_EXERCISE AIM_: Could you return all of the records exactly as they stand?

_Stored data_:
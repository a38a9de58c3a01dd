//! # Asymmetric Binding Protection Planner
//!
//! Turns a WS-SecurityPolicy asymmetric binding into an ordered plan of
//! cryptographic actions and protected regions for one message. Signing,
//! encryption and canonicalization themselves happen in the crypto engine
//! behind the [`CryptoEngine`] port.
//!
//! ## Architecture
//!
//! - **Domain**: Plan entities (ProtectedRegion, CryptoAction, ActionList, ProtectionPlan), errors, invariants
//! - **Algorithms**: Action sequencer, token resolver, SecureRegion catalog, token directives
//! - **Ports**: Inbound (ProtectionPlanningApi) and Outbound (AssertionSink, TokenStore, IssuedTokenSource, SupportingTokenProvider, CredentialResolver, CryptoEngine)
//! - **Adapters**: In-memory token store, token-store credential decorator, assertion log, static token sources
//! - **Application**: Planner service and the sign-before-encrypt / encrypt-before-sign protocols
//!
//! ## Planning Flow
//!
//! ```text
//! binding + message ──→ TokenResolver ──→ RegionCatalog ──→ ActionSequencer
//!                                                                │
//!                       CryptoEngine ←── ProtectionPlan ←── finalize
//! ```
//!
//! Any failure aborts the pass with a single [`ProcessingFault`]; no partial
//! plan reaches the engine.

pub mod adapters;
pub mod algorithms;
pub mod application;
pub mod config;
pub mod domain;
pub mod ports;

pub use adapters::{
    AssertionLog, InMemoryTokenStore, StaticIssuedTokenSource, StaticSupportingTokens,
    TokenStoreCredentialResolver, UnsatisfiedAssertion,
};
pub use application::ProtectionPlanner;
pub use config::{MessageContext, PlannerConfig, SecurityProperties, USE_REQ_SIG_CERT};
pub use domain::entities::*;
pub use domain::errors::*;
pub use domain::value_objects::*;
pub use ports::inbound::ProtectionPlanningApi;
pub use ports::outbound::{
    AssertionSink, CredentialResolver, CryptoEngine, IssuedTokenSource, SupportingTokenProvider,
    TokenStore,
};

_RESPONSE TO THIS TASK_:
repository a38a9de58c3a01dd
//! # Asymmetric Binding Protection Planner
//!
//! Turns a WS-SecurityPolicy asymmetric binding into an ordered plan of
//! cryptographic actions and protected regions for one message. Signing,
//! encryption and canonicalization themselves happen in the crypto engine
//! behind the [`CryptoEngine`] port.
//!
//! ## Architecture
//!
//! - **Domain**: Plan entities (ProtectedRegion, CryptoAction, ActionList, ProtectionPlan), errors, invariants
//! - **Algorithms**: Action sequencer, token resolver, SecureRegion catalog, token directives
//! - **Ports**: Inbound (ProtectionPlanningApi) and Outbound (AssertionSink, TokenStore, IssuedTokenSource, SupportingTokenProvider, CredentialResolver, CryptoEngine)
//! - **Adapters**: In-memory token store, token-store credential decorator, assertion log, static token sources
//! - **Application**: Planner service and the sign-before-encrypt / encrypt-before-sign protocols
//!
//! ## Planning Flow
//!
//! ```text
//! binding + message ──→ TokenResolver ──→ RegionCatalog ──→ ActionSequencer
//!                                                                │
//!                       CryptoEngine ←── ProtectionPlan ←── finalize
//! ```
//!
//! Any failure aborts the pass with a single [`ProcessingFault`]; no partial
//! plan reaches the engine.

pub mod adapters;
pub mod algorithms;
pub mod application;
pub mod config;
pub mod domain;
pub mod ports;

pub use adapters::{
    AssertionLog, InMemoryTokenStore, StaticIssuedTokenSource, StaticSupportingTokens,
    TokenStoreCredentialResolver, UnsatisfiedAssertion,
};
pub use application::ProtectionPlanner;
pub use config::{MessageContext, PlannerConfig, SecurityProperties, USE_REQ_SIG_CERT};
pub use domain::entities::*;
pub use domain::errors::*;
pub use domain::value_objects::*;
pub use ports::inbound::ProtectionPlanningApi;
pub use ports::outbound::{
    AssertionSink, CredentialResolver, CryptoEngine, IssuedTokenSource, SupportingTokenProvider,
    TokenStore,
};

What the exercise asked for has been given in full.